We are seeing growth in four major data categories: Automotive, Demographics, Lifestyle and Interests, and Retail Shoppers: Purchase Based audiences. Here are a few audiences within these categories that you can activate on-the-shelf of your preferred platform:
- Automotive: Autos, Cars, and Trucks > In Market-Make and Models
- Demographics: Demographics > Homeowners/Renters > Renter
- Lifestyle and Interests: Lifestyle and Interests (Affinity) > Activities and Entertainment > Wine Lovers
- Retail Shoppers: Purchase Based: Retail Shoppers: Purchase Based > Food and Drink > Restaurants: Fast Food/QSR Chicken Frequent Spenders
Top digital audiences by industry
What are the top digital audiences being activated by industry? Download our 2024 Digital audience trends and predictions report to discover the top digital audiences in the following industries:
- Automotive
- Health
- Financial Services
- Retail & CPG
Download our new 2025 Digital trends and predictions report
Marketers, agencies, and platforms are facing new challenges as privacy regulations evolve, AI technology advances, and consumer behaviors shift.
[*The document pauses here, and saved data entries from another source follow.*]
//! Domain error types.

/// A compile error with position information for signal scripts.
#[derive(Debug, Clone, PartialEq, thiserror::Error)]
#[error("parse error at position {position}: {message}")]
pub struct ParseError {
    pub message: String,
    pub position: usize,
}

impl ParseError {
    pub fn new(message: impl Into<String>, position: usize) -> Self {
        Self {
            message: message.into(),
            position,
        }
    }

    /// Format the error with the offending source line and a caret under the
    /// error position.
    pub fn display_with_context(&self, input: &str) -> String {
        let position = self.position.min(input.len());
        let line_start = input[..position].rfind('\n').map(|i| i + 1).unwrap_or(0);
        let line_end = input[position..]
            .find('\n')
            .map(|i| position + i)
            .unwrap_or(input.len());
        let line_no = input[..line_start].matches('\n').count() + 1;
        let column = input[line_start..position].chars().count();
        let caret = " ".repeat(column) + "^";
        format!(
            "line {line_no}: {line}\n{pad}{caret}\n{err}",
            line = &input[line_start..line_end],
            pad = " ".repeat(format!("line {line_no}: ").len()),
            err = self
        )
    }
}

/// Top-level error type for siglab.
#[derive(Debug, thiserror::Error)]
pub enum SiglabError {
    #[error("compilation error: {0}")]
    Compilation(#[from] ParseError),

    #[error("loader error: {reason}")]
    Loader { reason: String },

    #[error("prediction error for {instrument}: {reason}")]
    Prediction { instrument: String, reason: String },

    #[error("gateway error: {reason}")]
    Gateway { reason: String },

    #[error("no backtest results for instrument {instrument}")]
    NoInstrument { instrument: String },

    #[error("config parse error in {file}: {reason}")]
    ConfigParse { file: String, reason: String },

    #[error("missing config key [{section}] {key}")]
    ConfigMissing { section: String, key: String },

    #[error("invalid config value [{section}] {key}: {reason}")]
    ConfigInvalid {
        section: String,
        key: String,
        reason: String,
    },

    #[error(transparent)]
    Io(#[from] std::io::Error),
}

impl SiglabError {
    pub fn loader(reason: impl Into<String>) -> Self {
        Self::Loader {
            reason: reason.into(),
        }
    }

    pub fn gateway(reason: impl Into<String>) -> Self {
        Self::Gateway {
            reason: reason.into(),
        }
    }

    /// True for failures caused by the submitted code rather than the
    /// infrastructure.
    pub fn is_user_error(&self) -> bool {
        matches!(
            self,
            SiglabError::Compilation(_) | SiglabError::Loader { .. } | SiglabError::Prediction { .. }
        )
    }

    /// Short machine-readable class name.
    pub fn kind(&self) -> &'static str {
        match self {
            SiglabError::Compilation(_) => "compilation",
            SiglabError::Loader { .. } => "loader",
            SiglabError::Prediction { .. } => "prediction",
            SiglabError::Gateway { .. } => "gateway",
            SiglabError::NoInstrument { .. } => "no_instrument",
            SiglabError::ConfigParse { .. }
            | SiglabError::ConfigMissing { .. }
            | SiglabError::ConfigInvalid { .. } => "config",
            SiglabError::Io(_) => "io",
        }
    }
}

impl From<&SiglabError> for std::process::ExitCode {
    fn from(err: &SiglabError) -> Self {
        let code: u8 = match err {
            SiglabError::Io(_) | SiglabError::NoInstrument { .. } => 1,
            SiglabError::ConfigParse { .. }
            | SiglabError::ConfigMissing { .. }
            | SiglabError::ConfigInvalid { .. } => 2,
            SiglabError::Gateway { .. } => 3,
            SiglabError::Compilation(_) | SiglabError::Loader { .. } => 4,
            SiglabError::Prediction { .. } => 5,
        };
        std::process::ExitCode::from(code)
    }
}
//! Port traits: the seams between domain logic and the outside world.

pub mod config_port;
pub mod gateway_port;
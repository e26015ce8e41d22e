use clap::Parser;
use siglab::cli::{run, Cli};
use tracing_subscriber::EnvFilter;

fn main() -> std::process::ExitCode {
    tracing_subscriber::fmt()
        .with_env_filter(
            EnvFilter::try_from_default_env().unwrap_or_else(|_| EnvFilter::new("info")),
        )
        .with_writer(std::io::stderr)
        .init();

    run(Cli::parse())
}
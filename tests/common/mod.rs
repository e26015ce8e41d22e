#![allow(dead_code)]

use chrono::NaiveDate;
use serde_json::json;
use siglab::adapters::submission::read_submission;
use siglab::domain::error::SiglabError;
use siglab::domain::market::MarketRow;
use siglab::domain::prediction::PredictionRow;
use siglab::ports::gateway_port::{
    BacktestResults, StrategyCallback, SubmissionStatus, TradeEventBundle, TradingGateway,
};
use std::collections::{BTreeMap, HashMap};
use std::path::Path;
use std::sync::Mutex;

pub const EMA_STRATEGY: &str = "\
def ema_signal(df, span = 3) {
    let current = df[-1];
    let score_5 = 0;
    let score_10 = 0;
    if current.close > ema(df.close, span) {
        score_5 = 0.5;
        score_10 = 0.25;
    } else {
        score_5 = -0.5;
    }
    return score_5, score_10;
}
";

pub fn date(s: &str) -> NaiveDate {
    NaiveDate::parse_from_str(s, "%Y-%m-%d").unwrap()
}

pub fn make_row(id: &str, period: i64, close: f64) -> MarketRow {
    MarketRow::new(id, period)
        .with_value("open", close - 0.5)
        .with_value("high", close + 1.0)
        .with_value("low", close - 1.0)
        .with_value("close", close)
}

/// `n` rows starting at period 1 with close `start + step * (period - 1)`.
pub fn trending_rows(id: &str, n: i64, start: f64, step: f64) -> Vec<MarketRow> {
    (1..=n)
        .map(|p| make_row(id, p, start + step * (p - 1) as f64))
        .collect()
}

/// Backtest results for one instrument on one date.
pub fn single_result(instrument: &str, on: NaiveDate, bundle: TradeEventBundle) -> BacktestResults {
    let mut results = BTreeMap::new();
    results.insert(instrument.to_string(), BTreeMap::from([(on, bundle)]));
    results
}

/// The three-trade example: t1 matched, t2 action only, t3 reward only.
pub fn t1_t2_t3_bundle() -> TradeEventBundle {
    TradeEventBundle {
        actions: vec![json!([1, "t1", 0, 0]), json!([-1, "t2", 0, 0])],
        rewards: vec![json!(["t1", 0.05, 3]), json!(["t3", 0.02, 4])],
        total_return: 0.05,
    }
}

pub struct MockGateway {
    pub validation: HashMap<NaiveDate, Vec<MarketRow>>,
    pub live: HashMap<String, Vec<MarketRow>>,
    pub round: Result<u32, String>,
    pub results: Option<BacktestResults>,
    pub backtest_error: Option<String>,
    pub submitted: Mutex<Vec<Vec<PredictionRow>>>,
    pub strategy_calls: Mutex<usize>,
}

impl MockGateway {
    pub fn new() -> Self {
        Self {
            validation: HashMap::new(),
            live: HashMap::new(),
            round: Ok(1),
            results: None,
            backtest_error: None,
            submitted: Mutex::new(Vec::new()),
            strategy_calls: Mutex::new(0),
        }
    }

    pub fn with_validation(mut self, on: NaiveDate, rows: Vec<MarketRow>) -> Self {
        self.validation.entry(on).or_default().extend(rows);
        self
    }

    pub fn with_data(mut self, kind: &str, rows: Vec<MarketRow>) -> Self {
        self.live.entry(kind.to_string()).or_default().extend(rows);
        self
    }

    pub fn with_round(mut self, round: u32) -> Self {
        self.round = Ok(round);
        self
    }

    pub fn with_round_error(mut self, reason: &str) -> Self {
        self.round = Err(reason.to_string());
        self
    }

    pub fn with_results(mut self, results: BacktestResults) -> Self {
        self.results = Some(results);
        self
    }

    pub fn with_backtest_error(mut self, reason: &str) -> Self {
        self.backtest_error = Some(reason.to_string());
        self
    }

    pub fn submissions(&self) -> Vec<Vec<PredictionRow>> {
        self.submitted.lock().unwrap().clone()
    }
}

impl TradingGateway for MockGateway {
    fn fetch_validation_data(&self, on: NaiveDate) -> Result<Vec<MarketRow>, SiglabError> {
        self.validation
            .get(&on)
            .cloned()
            .ok_or_else(|| SiglabError::gateway(format!("no validation data for {}", on)))
    }

    fn get_current_round(&self) -> Result<u32, SiglabError> {
        self.round.clone().map_err(SiglabError::gateway)
    }

    fn get_data(&self, kind: &str) -> Result<Vec<MarketRow>, SiglabError> {
        self.live
            .get(kind)
            .cloned()
            .ok_or_else(|| SiglabError::gateway(format!("no data of kind {}", kind)))
    }

    fn submit_predictions(&self, path: &Path) -> Result<SubmissionStatus, SiglabError> {
        let rows = read_submission(path)?;
        let count = rows.len();
        self.submitted.lock().unwrap().push(rows);
        Ok(SubmissionStatus {
            accepted: true,
            rows: count,
            stored_as: Some(format!("mock/{}", path.display())),
        })
    }

    /// Scores every instrument's full validation history once, then returns
    /// the canned results.
    fn run_backtest(
        &self,
        strategy: StrategyCallback<'_>,
        on: NaiveDate,
        _result_type: &str,
    ) -> Result<BacktestResults, SiglabError> {
        if let Some(reason) = &self.backtest_error {
            return Err(SiglabError::gateway(reason.clone()));
        }
        let rows = self.fetch_validation_data(on)?;
        let mut by_instrument: BTreeMap<&str, Vec<MarketRow>> = BTreeMap::new();
        for row in &rows {
            by_instrument
                .entry(row.instrument_id.as_str())
                .or_default()
                .push(row.clone());
        }
        for history in by_instrument.values() {
            strategy(history)?;
            *self.strategy_calls.lock().unwrap() += 1;
        }
        Ok(self.results.clone().unwrap_or_default())
    }
}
Our latest report highlights actionable strategies for navigating these changes and improving how you connect with audiences, measure impact, and deliver results.
What you’ll learn
- Navigating signal loss: Explore the rise of alternative IDs and contextual targeting as privacy regulations and signal loss reshape data-driven advertising.
- Connected TV (CTV): Understand the growth of connected TV (CTV), the importance of frequency capping, and strategies for effective audience activation.
- Omnichannel campaigns: Learn how marketers are moving from channel-specific strategies to audience-led omnichannel campaigns that tell a more cohesive story.
- Retail media networks: Learn how retail media networks (RMNs) are capitalizing on enriched first-party data to learn more about their customers and reach them across on-site and off-site inventory.
- Curation: Examine how curation is transforming programmatic campaigns by combining audience, contextual, and supply chain signals to deliver premium inventory packages that maximize addressability, efficiency, and performance.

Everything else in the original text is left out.